『手塚治虫マンガ論』

初めまして。今年から学読班としてお仕事させていただく一年のサキコです。
さっそく本を紹介させていただきます。

手塚治虫マンガ論

手塚治虫マンガ論

タイトル通り、マンガの神様、手塚治虫先生についての評論です。皆さんは手塚治虫先生のマンガが幾つぐらいあるかわかりますか?

そのタイトル数、ジャンルが、実に豊富であり、一生かけて読み解けるかどうかわからないほどです。手塚先生の作品は『鉄腕アトム』『ジャングル大帝』など、愛くるしいキャラクターが出てくる子供向けのマンガばかりだと思われがちですが、実は人間の善と悪、欲望、闘争といった重厚で陰鬱なテーマを描いた大人向けの作品も描いているのですよ。2009年に実写化された『MW』はその”黒い”手塚治虫を顕著に象徴するものです。

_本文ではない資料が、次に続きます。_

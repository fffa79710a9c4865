use std::collections::HashMap;
use std::sync::{Arc, Mutex};

use crate::error::StoreError;
use crate::tables::Storage;

/// In-memory Storage for testing and ephemeral sessions.
#[derive(Clone, Debug, Default)]
pub struct MemoryStorage {
    slots: Arc<Mutex<HashMap<String, String>>>,
}

impl MemoryStorage {
    pub fn new() -> Self {
        Self::default()
    }
}

impl Storage for MemoryStorage {
    async fn read(&self, slot: &str) -> Result<Option<String>, StoreError> {
        Ok(self.slots.lock().unwrap().get(slot).cloned())
    }

    async fn write(&self, slot: &str, contents: &str) -> Result<(), StoreError> {
        self.slots
            .lock()
            .unwrap()
            .insert(slot.to_string(), contents.to_string());
        Ok(())
    }

    async fn remove(&self, slot: &str) -> Result<(), StoreError> {
        self.slots.lock().unwrap().remove(slot);
        Ok(())
    }
}
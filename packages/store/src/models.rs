//! # Stored record model
//!
//! A [`Record`] is the unit of storage in every table: an immutable,
//! uniquely identified wrapper around an arbitrary JSON payload. Records
//! serialize with camelCase field names (`objectId`, `objectData`,
//! `createdAt`), which is also the on-device slot format, so a table can be
//! round-tripped through its slot without a separate wire type.

use chrono::{DateTime, Utc};
use serde::{Deserialize, Serialize};
use serde_json::Value;

/// A single immutable record in a table.
#[derive(Clone, Debug, PartialEq, Serialize, Deserialize)]
#[serde(rename_all = "camelCase")]
pub struct Record {
    /// Unique, time-based identifier assigned at creation.
    pub object_id: String,
    /// Arbitrary JSON payload supplied by the caller. `Null` when the
    /// record came from a metadata-only listing.
    pub object_data: Value,
    /// When the record was created.
    pub created_at: DateTime<Utc>,
}

impl Record {
    /// Copy of this record with the payload stripped.
    pub(crate) fn without_data(&self) -> Record {
        Record {
            object_id: self.object_id.clone(),
            object_data: Value::Null,
            created_at: self.created_at,
        }
    }
}
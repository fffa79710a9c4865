//! # Journal entries, mood tracking, and aggregates
//!
//! Each user's entries live in their own table, `journal:<user_id>`; the
//! table name is the only thing tying entries to an account. An entry
//! carries free text, an optional [`Mood`] out of a fixed set of five, and
//! up to three gratitude items.
//!
//! [`JournalStats`] is the aggregation behind the insights screen (total
//! entries, entries in the trailing week, per-mood counts) and
//! [`export_text`] renders the plain-text export offered on the profile
//! screen.

use chrono::{DateTime, Duration, Utc};
use serde::{Deserialize, Serialize};
use serde_json::json;
use thiserror::Error;

use store::{ObjectStore, Record, Storage, StoreError};

/// Fetch limit for entry listings.
const ENTRY_FETCH_LIMIT: usize = 100;

/// Gratitude items kept per entry.
const MAX_GRATITUDE: usize = 3;

fn journal_table(user_id: &str) -> String {
    format!("journal:{user_id}")
}

#[derive(Debug, Error)]
pub enum JournalError {
    /// An entry with no text, no mood, and no gratitude is not stored.
    #[error("journal entry is empty")]
    EmptyEntry,
    #[error(transparent)]
    Storage(#[from] StoreError),
}

/// The five moods an entry can record.
#[derive(Clone, Copy, Debug, PartialEq, Eq, Hash, Serialize, Deserialize)]
pub enum Mood {
    Amazing,
    Good,
    Okay,
    Low,
    Difficult,
}

impl Mood {
    pub const ALL: [Mood; 5] = [
        Mood::Amazing,
        Mood::Good,
        Mood::Okay,
        Mood::Low,
        Mood::Difficult,
    ];

    /// The label stored on disk and shown in the UI.
    pub fn label(self) -> &'static str {
        match self {
            Mood::Amazing => "Amazing",
            Mood::Good => "Good",
            Mood::Okay => "Okay",
            Mood::Low => "Low",
            Mood::Difficult => "Difficult",
        }
    }

    pub fn emoji(self) -> &'static str {
        match self {
            Mood::Amazing => "😊",
            Mood::Good => "😄",
            Mood::Okay => "😐",
            Mood::Low => "😔",
            Mood::Difficult => "😢",
        }
    }

    /// Parse a stored mood label. The empty string and unrecognized
    /// labels both read as "no mood".
    pub fn from_label(label: &str) -> Option<Mood> {
        Mood::ALL.into_iter().find(|m| m.label() == label)
    }
}

/// A journal entry as written in the editor, before it is stored.
#[derive(Clone, Debug, Default)]
pub struct NewEntry {
    pub text: String,
    pub mood: Option<Mood>,
    pub gratitude: Vec<String>,
}

impl NewEntry {
    /// Gratitude items that will actually be stored: the non-empty ones,
    /// capped at three.
    fn kept_gratitude(&self) -> Vec<String> {
        self.gratitude
            .iter()
            .filter(|g| !g.is_empty())
            .take(MAX_GRATITUDE)
            .cloned()
            .collect()
    }

    fn is_blank(&self) -> bool {
        self.text.is_empty() && self.mood.is_none() && self.kept_gratitude().is_empty()
    }
}

/// A stored journal entry.
#[derive(Clone, Debug, PartialEq)]
pub struct JournalEntry {
    pub id: String,
    pub text: String,
    pub mood: Option<Mood>,
    pub gratitude: Vec<String>,
    pub date: DateTime<Utc>,
}

impl JournalEntry {
    /// Read an entry back from a stored record. `None` when the payload
    /// is not an entry.
    pub fn from_record(record: &Record) -> Option<JournalEntry> {
        let data = record.object_data.as_object()?;
        let gratitude = data
            .get("gratitude")?
            .as_array()?
            .iter()
            .map(|g| g.as_str().map(str::to_string))
            .collect::<Option<Vec<_>>>()?;
        Some(JournalEntry {
            id: record.object_id.clone(),
            text: data.get("entry")?.as_str()?.to_string(),
            mood: Mood::from_label(data.get("mood")?.as_str()?),
            gratitude,
            date: data.get("date")?.as_str()?.parse().ok()?,
        })
    }
}

/// Entry persistence and aggregates over per-user journal tables.
pub struct JournalService<S: Storage> {
    store: ObjectStore<S>,
}

impl<S: Storage> JournalService<S> {
    pub fn new(storage: S) -> Self {
        Self {
            store: ObjectStore::new(storage),
        }
    }

    pub fn store(&self) -> &ObjectStore<S> {
        &self.store
    }

    /// Store a new entry for `user_id` and return it as persisted.
    pub async fn save_entry(
        &self,
        user_id: &str,
        entry: NewEntry,
    ) -> Result<JournalEntry, JournalError> {
        if entry.is_blank() {
            return Err(JournalError::EmptyEntry);
        }

        let gratitude = entry.kept_gratitude();
        let mut stored = JournalEntry {
            id: String::new(),
            text: entry.text,
            mood: entry.mood,
            gratitude,
            date: Utc::now(),
        };
        let data = json!({
            "entry": &stored.text,
            "mood": stored.mood.map(Mood::label).unwrap_or(""),
            "gratitude": &stored.gratitude,
            "date": stored.date,
        });

        let record = self
            .store
            .create_object(&journal_table(user_id), data)
            .await?;
        stored.id = record.object_id;
        Ok(stored)
    }

    /// Entries for `user_id` in the order they were written (oldest
    /// first), up to the fetch limit. Records that do not parse as
    /// entries are skipped.
    pub async fn list_entries(&self, user_id: &str) -> Result<Vec<JournalEntry>, JournalError> {
        let records = self
            .store
            .list_objects(&journal_table(user_id), ENTRY_FETCH_LIMIT, true)
            .await?;
        let entries: Vec<JournalEntry> =
            records.iter().filter_map(JournalEntry::from_record).collect();
        if entries.len() != records.len() {
            tracing::warn!(
                user = user_id,
                skipped = records.len() - entries.len(),
                "journal table contains records that do not parse as entries"
            );
        }
        Ok(entries)
    }

    /// Aggregates for the insights screen, as of now.
    pub async fn stats(&self, user_id: &str) -> Result<JournalStats, JournalError> {
        let entries = self.list_entries(user_id).await?;
        Ok(JournalStats::compute(&entries, Utc::now()))
    }
}

/// Aggregates shown on the insights screen.
#[derive(Clone, Debug, Default, PartialEq, Serialize)]
pub struct JournalStats {
    /// All entries on record.
    pub total: usize,
    /// Entries dated within the trailing seven days.
    pub this_week: usize,
    /// How often each recorded mood appears. Moods never recorded are
    /// omitted.
    pub mood_counts: Vec<(Mood, usize)>,
}

impl JournalStats {
    /// Compute aggregates over `entries` as of `now`.
    pub fn compute(entries: &[JournalEntry], now: DateTime<Utc>) -> JournalStats {
        let week_ago = now - Duration::days(7);
        let mood_counts = Mood::ALL
            .into_iter()
            .map(|m| (m, entries.iter().filter(|e| e.mood == Some(m)).count()))
            .filter(|&(_, n)| n > 0)
            .collect();
        JournalStats {
            total: entries.len(),
            this_week: entries.iter().filter(|e| e.date > week_ago).count(),
            mood_counts,
        }
    }
}

/// Render entries as the plain-text export offered on the profile screen.
pub fn export_text(user_name: &str, entries: &[JournalEntry]) -> String {
    let mut text = format!("Journal Export - {user_name}\n\n");
    for entry in entries {
        text.push_str(&format!("Date: {}\n", entry.date.format("%Y-%m-%d")));
        text.push_str(&format!(
            "Mood: {}\n",
            entry.mood.map(Mood::label).unwrap_or("Not recorded")
        ));
        text.push_str(&format!("Entry: {}\n", entry.text));
        if !entry.gratitude.is_empty() {
            text.push_str(&format!("Gratitude: {}\n", entry.gratitude.join(", ")));
        }
        text.push_str("\n---\n\n");
    }
    text
}

#[cfg(test)]
mod tests {
    use super::*;
    use store::MemoryStorage;

    fn service() -> JournalService<MemoryStorage> {
        JournalService::new(MemoryStorage::new())
    }

    fn entry_at(date: &str, mood: Option<Mood>) -> JournalEntry {
        JournalEntry {
            id: "1".to_string(),
            text: "t".to_string(),
            mood,
            gratitude: Vec::new(),
            date: date.parse().unwrap(),
        }
    }

    #[tokio::test]
    async fn test_save_and_list_roundtrip() {
        let journal = service();
        let saved = journal
            .save_entry(
                "u1",
                NewEntry {
                    text: "Walked by the river".to_string(),
                    mood: Some(Mood::Good),
                    gratitude: vec!["coffee".to_string(), "sunshine".to_string()],
                },
            )
            .await
            .unwrap();
        assert!(!saved.id.is_empty());

        let entries = journal.list_entries("u1").await.unwrap();
        assert_eq!(entries, vec![saved]);
    }

    #[tokio::test]
    async fn test_blank_entry_is_rejected() {
        let journal = service();
        let err = journal
            .save_entry(
                "u1",
                NewEntry {
                    text: String::new(),
                    mood: None,
                    gratitude: vec![String::new(), String::new(), String::new()],
                },
            )
            .await
            .unwrap_err();
        assert!(matches!(err, JournalError::EmptyEntry));
        assert!(journal.list_entries("u1").await.unwrap().is_empty());
    }

    #[tokio::test]
    async fn test_gratitude_is_filtered_and_capped() {
        let journal = service();
        let saved = journal
            .save_entry(
                "u1",
                NewEntry {
                    text: String::new(),
                    mood: None,
                    gratitude: vec![
                        "one".to_string(),
                        String::new(),
                        "two".to_string(),
                        "three".to_string(),
                        "four".to_string(),
                    ],
                },
            )
            .await
            .unwrap();
        assert_eq!(saved.gratitude, vec!["one", "two", "three"]);
    }

    #[tokio::test]
    async fn test_mood_only_entry_is_stored_with_empty_text() {
        let journal = service();
        journal
            .save_entry(
                "u1",
                NewEntry {
                    mood: Some(Mood::Difficult),
                    ..NewEntry::default()
                },
            )
            .await
            .unwrap();

        let entries = journal.list_entries("u1").await.unwrap();
        assert_eq!(entries[0].mood, Some(Mood::Difficult));
        assert!(entries[0].text.is_empty());
    }

    #[tokio::test]
    async fn test_entries_are_scoped_per_user() {
        let journal = service();
        journal
            .save_entry("u1", NewEntry { text: "mine".to_string(), ..NewEntry::default() })
            .await
            .unwrap();

        assert!(journal.list_entries("u2").await.unwrap().is_empty());
    }

    #[tokio::test]
    async fn test_unparseable_entry_records_are_skipped() {
        let journal = service();
        journal
            .store()
            .create_object("journal:u1", json!({"unexpected": "shape"}))
            .await
            .unwrap();
        journal
            .save_entry("u1", NewEntry { text: "ok".to_string(), ..NewEntry::default() })
            .await
            .unwrap();

        let entries = journal.list_entries("u1").await.unwrap();
        assert_eq!(entries.len(), 1);
        assert_eq!(entries[0].text, "ok");
    }

    #[test]
    fn test_stats_counts_week_and_moods() {
        let now: DateTime<Utc> = "2024-01-15T12:00:00Z".parse().unwrap();
        let entries = vec![
            entry_at("2024-01-14T09:00:00Z", Some(Mood::Good)),
            entry_at("2024-01-10T09:00:00Z", Some(Mood::Good)),
            entry_at("2024-01-01T09:00:00Z", Some(Mood::Low)),
            entry_at("2023-12-20T09:00:00Z", None),
        ];

        let stats = JournalStats::compute(&entries, now);
        assert_eq!(stats.total, 4);
        assert_eq!(stats.this_week, 2);
        assert_eq!(stats.mood_counts, vec![(Mood::Good, 2), (Mood::Low, 1)]);
    }

    #[test]
    fn test_stats_on_empty_journal() {
        let stats = JournalStats::compute(&[], Utc::now());
        assert_eq!(stats, JournalStats::default());
    }

    #[test]
    fn test_export_text_format() {
        let mut entry = entry_at("2024-01-14T09:00:00Z", Some(Mood::Good));
        entry.text = "A fine day".to_string();
        entry.gratitude = vec!["tea".to_string(), "rain".to_string()];
        let plain = entry_at("2024-01-10T09:00:00Z", None);

        let text = export_text("Ava", &[entry, plain]);
        assert!(text.starts_with("Journal Export - Ava\n\n"));
        assert!(text.contains("Date: 2024-01-14\n"));
        assert!(text.contains("Mood: Good\n"));
        assert!(text.contains("Entry: A fine day\n"));
        assert!(text.contains("Gratitude: tea, rain\n"));
        assert!(text.contains("Mood: Not recorded\n"));
        assert_eq!(text.matches("---").count(), 2);
    }

    #[test]
    fn test_mood_labels_roundtrip() {
        for mood in Mood::ALL {
            assert_eq!(Mood::from_label(mood.label()), Some(mood));
            assert!(!mood.emoji().is_empty());
        }
        assert_eq!(Mood::from_label(""), None);
        assert_eq!(Mood::from_label("Ecstatic"), None);
    }
}
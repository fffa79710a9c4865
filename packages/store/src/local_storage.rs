//! # Browser `localStorage`-backed slot storage
//!
//! [`LocalStorage`] is the [`Storage`] implementation used on the **web
//! platform**. Slots map one-to-one onto `window.localStorage` keys, so the
//! on-device layout is exactly the slot layout (`trickle_<table>`,
//! `currentUser`, `theme`).
//!
//! ## Error handling
//!
//! `localStorage` can be absent (storage-restricted contexts) and
//! `setItem` rejects when the origin's quota is exhausted. Both surface as
//! [`StoreError::StorageUnavailable`]; the value under the key is left
//! untouched.

use wasm_bindgen::JsValue;

use crate::error::StoreError;
use crate::tables::Storage;

/// `window.localStorage`-backed Storage for the web platform.
#[derive(Clone, Debug, Default)]
pub struct LocalStorage;

impl LocalStorage {
    pub fn new() -> Self {
        Self
    }

    fn backing(slot: &str) -> Result<web_sys::Storage, StoreError> {
        web_sys::window()
            .and_then(|w| w.local_storage().ok().flatten())
            .ok_or_else(|| StoreError::unavailable(slot, "localStorage is not available"))
    }
}

fn js_reason(err: JsValue) -> String {
    err.as_string().unwrap_or_else(|| format!("{err:?}"))
}

impl Storage for LocalStorage {
    async fn read(&self, slot: &str) -> Result<Option<String>, StoreError> {
        Self::backing(slot)?
            .get_item(slot)
            .map_err(|err| StoreError::unavailable(slot, js_reason(err)))
    }

    async fn write(&self, slot: &str, contents: &str) -> Result<(), StoreError> {
        // A rejected setItem is how the browser reports quota exhaustion.
        Self::backing(slot)?
            .set_item(slot, contents)
            .map_err(|err| StoreError::unavailable(slot, js_reason(err)))
    }

    async fn remove(&self, slot: &str) -> Result<(), StoreError> {
        Self::backing(slot)?
            .remove_item(slot)
            .map_err(|err| StoreError::unavailable(slot, js_reason(err)))
    }
}
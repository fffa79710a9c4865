//! # Password hashing and verification — Argon2id
//!
//! - [`hash_password`] — generates a random salt via [`OsRng`], hashes the
//!   plaintext with the default Argon2id parameters, and returns a
//!   PHC-format string (e.g. `$argon2id$v=19$m=19456,t=2,p=1$...`). This
//!   string goes into the `password` field of a `user` record.
//!
//! - [`verify_password`] — parses a PHC-format hash and checks whether the
//!   provided plaintext matches. `Ok(true)` on success, `Ok(false)` on
//!   mismatch, `Err` when the stored hash is malformed.

use argon2::{
    password_hash::{rand_core::OsRng, PasswordHash, PasswordHasher, PasswordVerifier, SaltString},
    Argon2,
};

/// Hash a password using Argon2id. Returns a PHC-format string.
pub fn hash_password(password: &str) -> Result<String, String> {
    let salt = SaltString::generate(&mut OsRng);
    let hash = Argon2::default()
        .hash_password(password.as_bytes(), &salt)
        .map_err(|e| format!("Failed to hash password: {}", e))?;
    Ok(hash.to_string())
}

/// Verify a password against a PHC-format hash string.
pub fn verify_password(password: &str, hash: &str) -> Result<bool, String> {
    let parsed_hash =
        PasswordHash::new(hash).map_err(|e| format!("Invalid password hash: {}", e))?;
    Ok(Argon2::default()
        .verify_password(password.as_bytes(), &parsed_hash)
        .is_ok())
}

#[cfg(test)]
mod tests {
    use super::*;

    #[test]
    fn test_hash_and_verify() {
        let hash = hash_password("pw1").unwrap();
        assert!(hash.starts_with("$argon2"));
        assert!(verify_password("pw1", &hash).unwrap());
        assert!(!verify_password("wrong", &hash).unwrap());
    }

    #[test]
    fn test_malformed_hash_is_an_error() {
        assert!(verify_password("pw1", "not-a-phc-string").is_err());
    }
}
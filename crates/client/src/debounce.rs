//! Cancel-and-rearm scheduling.

use std::future::Future;
use std::sync::{Mutex, PoisonError};
use std::time::Duration;

use tokio::task::JoinHandle;

/// At most one pending delayed call.
///
/// [`Debouncer::schedule`] cancels whatever is pending and arms a new call.
/// Once a delay elapses the call is handed off to its own task, so cancelling
/// afterwards (or dropping the debouncer) never interrupts a call already in
/// progress.
#[derive(Debug, Default)]
pub struct Debouncer {
    pending: Mutex<Option<JoinHandle<()>>>,
}

impl Debouncer {
    pub fn new() -> Self {
        Self::default()
    }

    /// Cancel any pending call and run `task` after `delay`.
    ///
    /// Must be called from within a tokio runtime.
    pub fn schedule<F, Fut>(&self, delay: Duration, task: F)
    where
        F: FnOnce() -> Fut + Send + 'static,
        Fut: Future<Output = ()> + Send + 'static,
    {
        let mut pending = self.pending.lock().unwrap_or_else(PoisonError::into_inner);
        if let Some(previous) = pending.take() {
            previous.abort();
        }

        *pending = Some(tokio::spawn(async move {
            tokio::time::sleep(delay).await;
            tokio::spawn(task());
        }));
    }

    /// Cancel the pending call, if any. Returns whether one was still waiting.
    pub fn cancel(&self) -> bool {
        let mut pending = self.pending.lock().unwrap_or_else(PoisonError::into_inner);
        match pending.take() {
            Some(handle) => {
                let waiting = !handle.is_finished();
                handle.abort();
                waiting
            }
            None => false,
        }
    }

    pub fn is_pending(&self) -> bool {
        let pending = self.pending.lock().unwrap_or_else(PoisonError::into_inner);
        pending.as_ref().is_some_and(|h| !h.is_finished())
    }
}

impl Drop for Debouncer {
    fn drop(&mut self) {
        self.cancel();
    }
}

#[cfg(test)]
mod tests {
    use super::*;
    use std::sync::Arc;
    use std::sync::atomic::{AtomicUsize, Ordering};

    async fn settle() {
        for _ in 0..8 {
            tokio::task::yield_now().await;
        }
    }

    fn counting(counter: Arc<AtomicUsize>) -> impl FnOnce() -> std::future::Ready<()> + Send + 'static {
        move || {
            counter.fetch_add(1, Ordering::SeqCst);
            std::future::ready(())
        }
    }

    #[tokio::test(start_paused = true)]
    async fn fires_once_after_delay() {
        let calls = Arc::new(AtomicUsize::new(0));
        let debouncer = Debouncer::new();

        debouncer.schedule(Duration::from_secs(10), counting(calls.clone()));
        settle().await;
        assert!(debouncer.is_pending());

        tokio::time::advance(Duration::from_secs(9)).await;
        settle().await;
        assert_eq!(calls.load(Ordering::SeqCst), 0);

        tokio::time::advance(Duration::from_secs(1)).await;
        settle().await;
        assert_eq!(calls.load(Ordering::SeqCst), 1);
        assert!(!debouncer.is_pending());
    }

    #[tokio::test(start_paused = true)]
    async fn rescheduling_replaces_pending_call() {
        let calls = Arc::new(AtomicUsize::new(0));
        let debouncer = Debouncer::new();

        for _ in 0..5 {
            debouncer.schedule(Duration::from_secs(10), counting(calls.clone()));
            settle().await;
            tokio::time::advance(Duration::from_secs(6)).await;
            settle().await;
        }
        assert_eq!(calls.load(Ordering::SeqCst), 0);

        tokio::time::advance(Duration::from_secs(4)).await;
        settle().await;
        assert_eq!(calls.load(Ordering::SeqCst), 1);
    }

    #[tokio::test(start_paused = true)]
    async fn cancel_and_drop_prevent_the_call() {
        let calls = Arc::new(AtomicUsize::new(0));

        let debouncer = Debouncer::new();
        debouncer.schedule(Duration::from_secs(1), counting(calls.clone()));
        assert!(debouncer.cancel());
        assert!(!debouncer.cancel());

        let dropped = Debouncer::new();
        dropped.schedule(Duration::from_secs(1), counting(calls.clone()));
        drop(dropped);

        tokio::time::advance(Duration::from_secs(5)).await;
        settle().await;
        assert_eq!(calls.load(Ordering::SeqCst), 0);
    }

    #[tokio::test(start_paused = true)]
    async fn cancel_after_firing_does_not_interrupt_the_call() {
        let started = Arc::new(AtomicUsize::new(0));
        let finished = Arc::new(AtomicUsize::new(0));
        let debouncer = Debouncer::new();

        let (s, f) = (started.clone(), finished.clone());
        debouncer.schedule(Duration::from_secs(1), move || async move {
            s.fetch_add(1, Ordering::SeqCst);
            tokio::time::sleep(Duration::from_secs(30)).await;
            f.fetch_add(1, Ordering::SeqCst);
        });
        settle().await;

        tokio::time::advance(Duration::from_secs(1)).await;
        settle().await;
        assert_eq!(started.load(Ordering::SeqCst), 1);

        debouncer.cancel();
        tokio::time::advance(Duration::from_secs(30)).await;
        settle().await;
        assert_eq!(finished.load(Ordering::SeqCst), 1);
    }
}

この本の第一章では「手塚治虫大史」「手塚治虫小史」がとりあげられ、手塚先生のあのカットとともに先生の漫画家としての生涯を追うという内容です。デビュー時から晩年まで、絵柄、作風の変化がわかりやすく示されています。ほかにも、漫画界そのものについて考察を深めた章や、ロック、ヒゲオヤジなどの「手塚スターシステム」キャラクターをとりあげた章があります。
・・・特に、手塚治虫先生の作風からそこはかとなく、時には粘着質ににじみですエロチシズム・グロテスクについて述べた章は必見です。

この本を読んで、手塚先生の作品に触れてみるのはいかがですか?
マンガ好きにぜひ読んでほしい一冊です。